• [Problem requirements]:
Among the entries that follow, the required portion opens with the line containing "filename src/object/ext.rs" and closes with the line containing "with notices gated". Give that portion again exactly, and nothing else.

[Dataset entries]
===

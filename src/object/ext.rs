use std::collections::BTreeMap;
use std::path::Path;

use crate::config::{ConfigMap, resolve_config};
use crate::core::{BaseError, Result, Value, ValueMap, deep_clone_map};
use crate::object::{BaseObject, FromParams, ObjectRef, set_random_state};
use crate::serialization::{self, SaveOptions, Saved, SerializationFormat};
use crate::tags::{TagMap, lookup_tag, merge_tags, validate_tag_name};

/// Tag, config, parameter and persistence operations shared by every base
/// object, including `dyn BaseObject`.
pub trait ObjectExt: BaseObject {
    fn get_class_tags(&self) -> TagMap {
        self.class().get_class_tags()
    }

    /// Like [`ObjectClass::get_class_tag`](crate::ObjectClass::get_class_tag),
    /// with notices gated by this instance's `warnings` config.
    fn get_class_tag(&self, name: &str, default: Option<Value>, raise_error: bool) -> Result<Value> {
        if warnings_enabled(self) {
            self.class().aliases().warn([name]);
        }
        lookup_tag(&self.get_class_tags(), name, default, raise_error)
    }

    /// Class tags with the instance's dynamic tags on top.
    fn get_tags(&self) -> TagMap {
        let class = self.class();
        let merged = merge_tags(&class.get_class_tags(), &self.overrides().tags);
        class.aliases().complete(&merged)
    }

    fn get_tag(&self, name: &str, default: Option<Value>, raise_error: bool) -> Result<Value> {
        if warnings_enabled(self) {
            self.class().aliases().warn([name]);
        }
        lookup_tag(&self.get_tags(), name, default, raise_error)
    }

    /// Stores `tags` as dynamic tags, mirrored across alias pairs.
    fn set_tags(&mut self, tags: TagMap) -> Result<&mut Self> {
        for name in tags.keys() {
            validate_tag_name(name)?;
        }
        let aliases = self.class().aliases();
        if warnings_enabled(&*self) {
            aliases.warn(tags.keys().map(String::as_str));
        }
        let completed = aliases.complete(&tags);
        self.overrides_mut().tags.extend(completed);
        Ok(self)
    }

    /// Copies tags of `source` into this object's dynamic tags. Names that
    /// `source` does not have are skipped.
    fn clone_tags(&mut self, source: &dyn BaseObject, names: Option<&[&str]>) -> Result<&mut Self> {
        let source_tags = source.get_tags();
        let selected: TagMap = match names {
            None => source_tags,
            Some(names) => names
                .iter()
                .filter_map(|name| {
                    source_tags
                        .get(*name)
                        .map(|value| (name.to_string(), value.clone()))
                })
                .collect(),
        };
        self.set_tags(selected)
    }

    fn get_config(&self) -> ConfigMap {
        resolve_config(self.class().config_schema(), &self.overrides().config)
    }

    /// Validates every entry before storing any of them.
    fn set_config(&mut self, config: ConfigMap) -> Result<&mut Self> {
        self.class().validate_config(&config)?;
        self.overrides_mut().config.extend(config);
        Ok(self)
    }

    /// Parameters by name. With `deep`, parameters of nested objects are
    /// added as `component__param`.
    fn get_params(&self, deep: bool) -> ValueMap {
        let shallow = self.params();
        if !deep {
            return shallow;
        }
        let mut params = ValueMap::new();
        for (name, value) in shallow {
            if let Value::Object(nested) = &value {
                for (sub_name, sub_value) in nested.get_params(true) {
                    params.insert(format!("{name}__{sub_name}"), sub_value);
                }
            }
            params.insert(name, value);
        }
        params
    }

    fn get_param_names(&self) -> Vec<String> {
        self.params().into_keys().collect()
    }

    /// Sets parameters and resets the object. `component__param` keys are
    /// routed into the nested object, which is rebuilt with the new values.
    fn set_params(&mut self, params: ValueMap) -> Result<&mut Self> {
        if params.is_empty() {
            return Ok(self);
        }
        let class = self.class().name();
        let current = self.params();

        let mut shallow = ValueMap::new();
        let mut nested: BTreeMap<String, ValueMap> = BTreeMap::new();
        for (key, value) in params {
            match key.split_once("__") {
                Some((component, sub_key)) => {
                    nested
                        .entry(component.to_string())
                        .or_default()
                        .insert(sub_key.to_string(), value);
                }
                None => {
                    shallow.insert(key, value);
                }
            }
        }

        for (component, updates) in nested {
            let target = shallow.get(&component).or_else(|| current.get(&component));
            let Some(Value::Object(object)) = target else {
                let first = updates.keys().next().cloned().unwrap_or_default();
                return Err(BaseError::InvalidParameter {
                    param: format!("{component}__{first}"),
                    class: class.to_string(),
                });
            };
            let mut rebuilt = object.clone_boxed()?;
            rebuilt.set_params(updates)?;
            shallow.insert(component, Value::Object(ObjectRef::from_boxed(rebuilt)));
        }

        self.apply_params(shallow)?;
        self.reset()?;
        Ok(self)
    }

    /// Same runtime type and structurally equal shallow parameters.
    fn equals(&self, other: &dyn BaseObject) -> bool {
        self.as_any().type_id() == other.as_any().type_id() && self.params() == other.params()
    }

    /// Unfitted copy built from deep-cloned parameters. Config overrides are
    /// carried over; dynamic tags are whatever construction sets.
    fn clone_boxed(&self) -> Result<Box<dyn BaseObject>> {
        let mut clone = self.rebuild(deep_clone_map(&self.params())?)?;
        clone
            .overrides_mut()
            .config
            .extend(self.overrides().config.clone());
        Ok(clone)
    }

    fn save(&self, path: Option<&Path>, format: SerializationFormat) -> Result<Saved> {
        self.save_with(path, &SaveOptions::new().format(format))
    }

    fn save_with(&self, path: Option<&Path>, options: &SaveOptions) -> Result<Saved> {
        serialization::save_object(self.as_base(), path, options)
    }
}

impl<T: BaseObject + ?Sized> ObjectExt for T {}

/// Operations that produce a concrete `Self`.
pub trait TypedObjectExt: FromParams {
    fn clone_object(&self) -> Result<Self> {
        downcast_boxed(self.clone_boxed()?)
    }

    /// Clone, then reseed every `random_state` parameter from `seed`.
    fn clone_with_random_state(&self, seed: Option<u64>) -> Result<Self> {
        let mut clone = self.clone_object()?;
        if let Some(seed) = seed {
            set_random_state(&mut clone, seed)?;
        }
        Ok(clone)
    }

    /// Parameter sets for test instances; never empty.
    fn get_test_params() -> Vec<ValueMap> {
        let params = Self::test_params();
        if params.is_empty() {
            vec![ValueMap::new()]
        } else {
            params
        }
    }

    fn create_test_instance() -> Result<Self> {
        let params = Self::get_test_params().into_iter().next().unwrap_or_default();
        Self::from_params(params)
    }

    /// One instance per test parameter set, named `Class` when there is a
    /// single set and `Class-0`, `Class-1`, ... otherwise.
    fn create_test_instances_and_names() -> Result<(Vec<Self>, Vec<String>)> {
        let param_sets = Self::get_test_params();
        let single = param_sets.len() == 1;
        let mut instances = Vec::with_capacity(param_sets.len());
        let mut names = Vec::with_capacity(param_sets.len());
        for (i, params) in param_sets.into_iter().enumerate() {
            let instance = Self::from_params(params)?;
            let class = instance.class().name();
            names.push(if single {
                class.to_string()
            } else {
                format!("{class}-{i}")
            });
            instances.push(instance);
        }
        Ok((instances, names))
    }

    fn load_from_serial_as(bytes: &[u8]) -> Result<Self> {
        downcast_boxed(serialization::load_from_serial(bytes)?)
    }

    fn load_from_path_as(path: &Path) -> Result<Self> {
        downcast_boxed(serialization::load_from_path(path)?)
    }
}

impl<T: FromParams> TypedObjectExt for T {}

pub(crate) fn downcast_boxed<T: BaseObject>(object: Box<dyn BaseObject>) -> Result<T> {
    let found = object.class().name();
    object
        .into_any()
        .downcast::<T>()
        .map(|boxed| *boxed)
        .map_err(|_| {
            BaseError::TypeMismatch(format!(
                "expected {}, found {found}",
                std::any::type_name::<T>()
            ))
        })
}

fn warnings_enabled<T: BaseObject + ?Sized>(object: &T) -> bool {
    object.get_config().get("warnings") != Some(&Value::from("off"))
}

===

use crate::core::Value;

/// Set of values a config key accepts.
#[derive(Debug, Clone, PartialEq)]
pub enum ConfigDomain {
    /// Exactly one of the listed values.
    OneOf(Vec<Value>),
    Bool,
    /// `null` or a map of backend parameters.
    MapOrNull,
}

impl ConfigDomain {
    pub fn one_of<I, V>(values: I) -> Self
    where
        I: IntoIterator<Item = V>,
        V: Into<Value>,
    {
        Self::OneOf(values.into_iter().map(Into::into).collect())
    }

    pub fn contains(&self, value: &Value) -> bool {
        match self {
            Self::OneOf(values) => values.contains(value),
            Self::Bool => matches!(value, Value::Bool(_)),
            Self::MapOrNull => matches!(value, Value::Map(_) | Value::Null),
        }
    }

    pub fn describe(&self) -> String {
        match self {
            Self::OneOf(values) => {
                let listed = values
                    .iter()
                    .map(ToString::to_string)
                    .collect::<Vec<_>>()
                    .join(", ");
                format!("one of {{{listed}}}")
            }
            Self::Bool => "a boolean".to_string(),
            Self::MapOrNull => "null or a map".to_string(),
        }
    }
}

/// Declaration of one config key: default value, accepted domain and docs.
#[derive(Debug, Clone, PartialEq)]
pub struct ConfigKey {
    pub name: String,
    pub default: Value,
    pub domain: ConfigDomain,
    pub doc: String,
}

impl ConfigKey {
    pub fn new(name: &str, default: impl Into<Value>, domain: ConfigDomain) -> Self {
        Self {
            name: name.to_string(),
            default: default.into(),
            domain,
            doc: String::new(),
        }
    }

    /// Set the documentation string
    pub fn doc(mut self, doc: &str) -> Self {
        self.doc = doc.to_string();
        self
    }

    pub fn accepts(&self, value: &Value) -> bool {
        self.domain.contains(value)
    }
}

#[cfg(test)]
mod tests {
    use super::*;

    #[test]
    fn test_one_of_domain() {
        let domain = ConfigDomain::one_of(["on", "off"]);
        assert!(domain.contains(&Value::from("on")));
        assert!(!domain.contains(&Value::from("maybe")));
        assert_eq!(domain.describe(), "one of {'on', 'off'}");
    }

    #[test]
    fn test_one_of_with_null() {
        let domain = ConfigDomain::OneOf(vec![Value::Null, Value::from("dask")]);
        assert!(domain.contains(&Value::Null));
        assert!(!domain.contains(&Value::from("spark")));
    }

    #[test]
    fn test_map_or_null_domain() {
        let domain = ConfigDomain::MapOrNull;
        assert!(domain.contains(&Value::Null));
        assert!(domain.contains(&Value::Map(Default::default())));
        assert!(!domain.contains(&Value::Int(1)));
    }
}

===

• [Solution]:
filename src/object/ext.rs
use std::collections::BTreeMap;
use std::path::Path;

use crate::config::{ConfigMap, resolve_config};
use crate::core::{BaseError, Result, Value, ValueMap, deep_clone_map};
use crate::object::{BaseObject, FromParams, ObjectRef, set_random_state};
use crate::serialization::{self, SaveOptions, Saved, SerializationFormat};
use crate::tags::{TagMap, lookup_tag, merge_tags, validate_tag_name};

/// Tag, config, parameter and persistence operations shared by every base
/// object, including `dyn BaseObject`.
pub trait ObjectExt: BaseObject {
    fn get_class_tags(&self) -> TagMap {
        self.class().get_class_tags()
    }

    /// Like [`ObjectClass::get_class_tag`](crate::ObjectClass::get_class_tag),
    /// with notices gated by this instance's `warnings` config.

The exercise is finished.